Lamentablemente muchas veces la lucha política se torna violenta; santificada por unos y maldecida por otros, siempre ha sido así; muerte, destrucción y barbarie a nombre de la libertad. El pasado 11 de septiembre se conmemoró los 40 años del golpe de Estado y el asesinato del Presidente socialista Salvador Allende, por parte de los militares chilenos encabezados por el General Augusto Pinochet; hecho traumático y violento que giró radicalmente el destino de un país latinoamericano que había recreado el inédito caso de un socialismo eleccionario. Paralelamente se recuerda los terribles atentados terroristas ocurridos en Nueva York y otros sitios de Estados Unidos en el 2001.
Las naciones y sus dirigentes no han subestimado la pérdida de vidas humana a la hora de imponer sus ideales, que paradójicamente se rotulan a nombre de todos. Millones de muertos y desaparecidos a manos del régimen estalinista en la antigua Unión Soviética, millones de victimas en la llamada Revolución Cultural de la China de la segunda mitad del siglo XX, otros millones de muertos en la guerra de Vietnam; al igual que en otros gobiernos dictatoriales, miles de muertos y desaparecidos en el régimen militar chileno. La sociedad chilena quedó fraccionada gravemente, como un trauma nacional difícil de curar incluso después de más de 20 años de haber regresado al régimen democrático, y tardará varios años más para que esta herida social comience a cicatrizarse.

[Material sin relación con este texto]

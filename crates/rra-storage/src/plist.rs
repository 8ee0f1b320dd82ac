//! Minimal Apple-style XML property list encode/decode for a single row,
//! used by both reference adapters (spec.md §6).
//!
//! Only the subset of the plist format needed to round-trip `Row`/`Value`
//! is implemented: a `<dict>` of `<key>` / typed-value pairs.

use quick_xml::events::{BytesStart, BytesText, Event};
use quick_xml::reader::Reader;
use quick_xml::writer::Writer;
use rra_core::{Attribute, Error, Result, Row, Scheme, Value};
use std::io::Cursor;
use std::sync::Arc;

/// Serializes `row` as an XML plist `<dict>` body (without the enclosing
/// `<plist>` root — callers wrap that themselves so the single-file
/// adapter can nest many rows under one root).
pub fn encode_row(row: &Row) -> Result<String> {
    let mut writer = Writer::new(Cursor::new(Vec::new()));
    encode_row_into(&mut writer, row)?;
    let bytes = writer.into_inner().into_inner();
    String::from_utf8(bytes).map_err(|e| Error::serialization(e.to_string()))
}

fn encode_row_into(writer: &mut Writer<Cursor<Vec<u8>>>, row: &Row) -> Result<()> {
    let to_io = |e: quick_xml::Error| Error::serialization(e.to_string());
    writer.write_event(Event::Start(BytesStart::new("dict"))).map_err(to_io)?;
    for attr in row.scheme().iter() {
        writer
            .write_event(Event::Start(BytesStart::new("key")))
            .map_err(to_io)?;
        writer
            .write_event(Event::Text(BytesText::new(attr.as_str())))
            .map_err(to_io)?;
        writer.write_event(Event::End(quick_xml::events::BytesEnd::new("key"))).map_err(to_io)?;
        encode_value(writer, &row.get(attr))?;
    }
    writer.write_event(Event::End(quick_xml::events::BytesEnd::new("dict"))).map_err(to_io)?;
    Ok(())
}

fn encode_value(writer: &mut Writer<Cursor<Vec<u8>>>, value: &Value) -> Result<()> {
    use base64::{engine::general_purpose::STANDARD, Engine};
    let to_io = |e: quick_xml::Error| Error::serialization(e.to_string());
    match value {
        Value::Null => {
            writer
                .write_event(Event::Empty(BytesStart::new("null")))
                .map_err(to_io)?;
        }
        Value::Integer(v) => write_text_element(writer, "integer", &v.to_string())?,
        Value::Real(v) => write_text_element(writer, "real", &v.to_string())?,
        Value::Text(s) => write_text_element(writer, "string", s)?,
        Value::Blob(b) => write_text_element(writer, "data", &STANDARD.encode(b))?,
        Value::NotFound => {
            return Err(Error::serialization("NotFound cannot be serialized"));
        }
    }
    Ok(())
}

fn write_text_element(writer: &mut Writer<Cursor<Vec<u8>>>, tag: &str, text: &str) -> Result<()> {
    let to_io = |e: quick_xml::Error| Error::serialization(e.to_string());
    writer.write_event(Event::Start(BytesStart::new(tag))).map_err(to_io)?;
    writer.write_event(Event::Text(BytesText::new(text))).map_err(to_io)?;
    writer
        .write_event(Event::End(quick_xml::events::BytesEnd::new(tag)))
        .map_err(to_io)?;
    Ok(())
}

/// Parses a `<dict>` body produced by `encode_row` back into a `Row` over
/// `scheme`. The file is trusted to have been produced by `encode_row`
/// (or to match its shape) — malformed input surfaces as
/// `Error::SerializationError` rather than a panic.
pub fn decode_row(xml: &str, scheme: Arc<Scheme>) -> Result<Row> {
    use base64::{engine::general_purpose::STANDARD, Engine};
    let to_io = |e: quick_xml::Error| Error::serialization(e.to_string());

    let mut reader = Reader::from_str(xml);
    reader.trim_text(true);

    let mut values: Vec<(String, Value)> = Vec::new();
    let mut pending_key: Option<String> = None;
    let mut buf = Vec::new();

    loop {
        match reader.read_event_into(&mut buf).map_err(to_io)? {
            Event::Start(e) | Event::Empty(e) => {
                let name = e.name();
                let tag = std::str::from_utf8(name.as_ref()).map_err(|e| Error::serialization(e.to_string()))?.to_string();
                match tag.as_str() {
                    "dict" => {}
                    "key" => {
                        let text = read_text(&mut reader, &mut buf)?;
                        pending_key = Some(text);
                    }
                    "null" => {
                        let key = pending_key.take().ok_or_else(|| Error::serialization("value without key"))?;
                        values.push((key, Value::Null));
                    }
                    "integer" => {
                        let text = read_text(&mut reader, &mut buf)?;
                        let key = pending_key.take().ok_or_else(|| Error::serialization("value without key"))?;
                        let parsed: i64 = text.parse().map_err(|_| Error::serialization("malformed integer"))?;
                        values.push((key, Value::Integer(parsed)));
                    }
                    "real" => {
                        let text = read_text(&mut reader, &mut buf)?;
                        let key = pending_key.take().ok_or_else(|| Error::serialization("value without key"))?;
                        let parsed: f64 = text.parse().map_err(|_| Error::serialization("malformed real"))?;
                        values.push((key, Value::Real(parsed)));
                    }
                    "string" => {
                        let text = read_text(&mut reader, &mut buf)?;
                        let key = pending_key.take().ok_or_else(|| Error::serialization("value without key"))?;
                        values.push((key, Value::Text(text)));
                    }
                    "data" => {
                        let text = read_text(&mut reader, &mut buf)?;
                        let key = pending_key.take().ok_or_else(|| Error::serialization("value without key"))?;
                        let decoded = STANDARD
                            .decode(text.trim())
                            .map_err(|e| Error::serialization(e.to_string()))?;
                        values.push((key, Value::Blob(decoded)));
                    }
                    other => {
                        return Err(Error::serialization(format!("unexpected plist element <{other}>")));
                    }
                }
            }
            Event::End(e) if e.name().as_ref() == b"dict" => break,
            Event::Eof => break,
            _ => {}
        }
        buf.clear();
    }

    let ordered = scheme
        .iter()
        .map(|attr| {
            values
                .iter()
                .find(|(k, _)| k == attr.as_str())
                .map(|(_, v)| v.clone())
                .ok_or_else(|| Error::serialization(format!("missing attribute {attr}")))
        })
        .collect::<Result<Vec<_>>>()?;

    Row::new(scheme, ordered)
}

fn read_text(reader: &mut Reader<&[u8]>, buf: &mut Vec<u8>) -> Result<String> {
    let to_io = |e: quick_xml::Error| Error::serialization(e.to_string());
    match reader.read_event_into(buf).map_err(to_io)? {
        Event::Text(t) => t.unescape().map(|s| s.into_owned()).map_err(to_io),
        Event::End(_) => Ok(String::new()),
        _ => Err(Error::serialization("expected text content")),
    }
}

#[cfg(test)]
mod tests {
    use super::*;
    use rra_core::Attribute;

    fn scheme() -> Arc<Scheme> {
        Arc::new(Scheme::new(vec![
            Attribute::new("id"),
            Attribute::new("name"),
            Attribute::new("score"),
            Attribute::new("tag"),
            Attribute::new("data"),
        ]))
    }

    #[test]
    fn round_trips_every_value_variant() {
        let row = Row::new(
            scheme(),
            vec![
                Value::Integer(42),
                Value::Text("cat".into()),
                Value::Real(3.5),
                Value::Null,
                Value::Blob(vec![1, 2, 3, 255]),
            ],
        )
        .unwrap();

        let xml = encode_row(&row).unwrap();
        let decoded = decode_row(&xml, scheme()).unwrap();
        assert_eq!(row, decoded);
    }
}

En una carnicería humana no podemos justificar a nadie, masacre es masacre; más peor aún si es que se involucra civiles inocentes; no importa que sean patriotas, revolucionarios o terroristas; es irrelevante que sean sirios, chinos o norteamericanos, a la final muerte es muerte. Es importante elevar el poder vinculante de la ONU para que empiece a legislar seriamente en temas tan trascendentales como: derechos civiles y colectivos, restricción a la producción y comercio de armas, cambio de la matriz energética, nuevo orden económico mundial, movilidad humana, entre otros.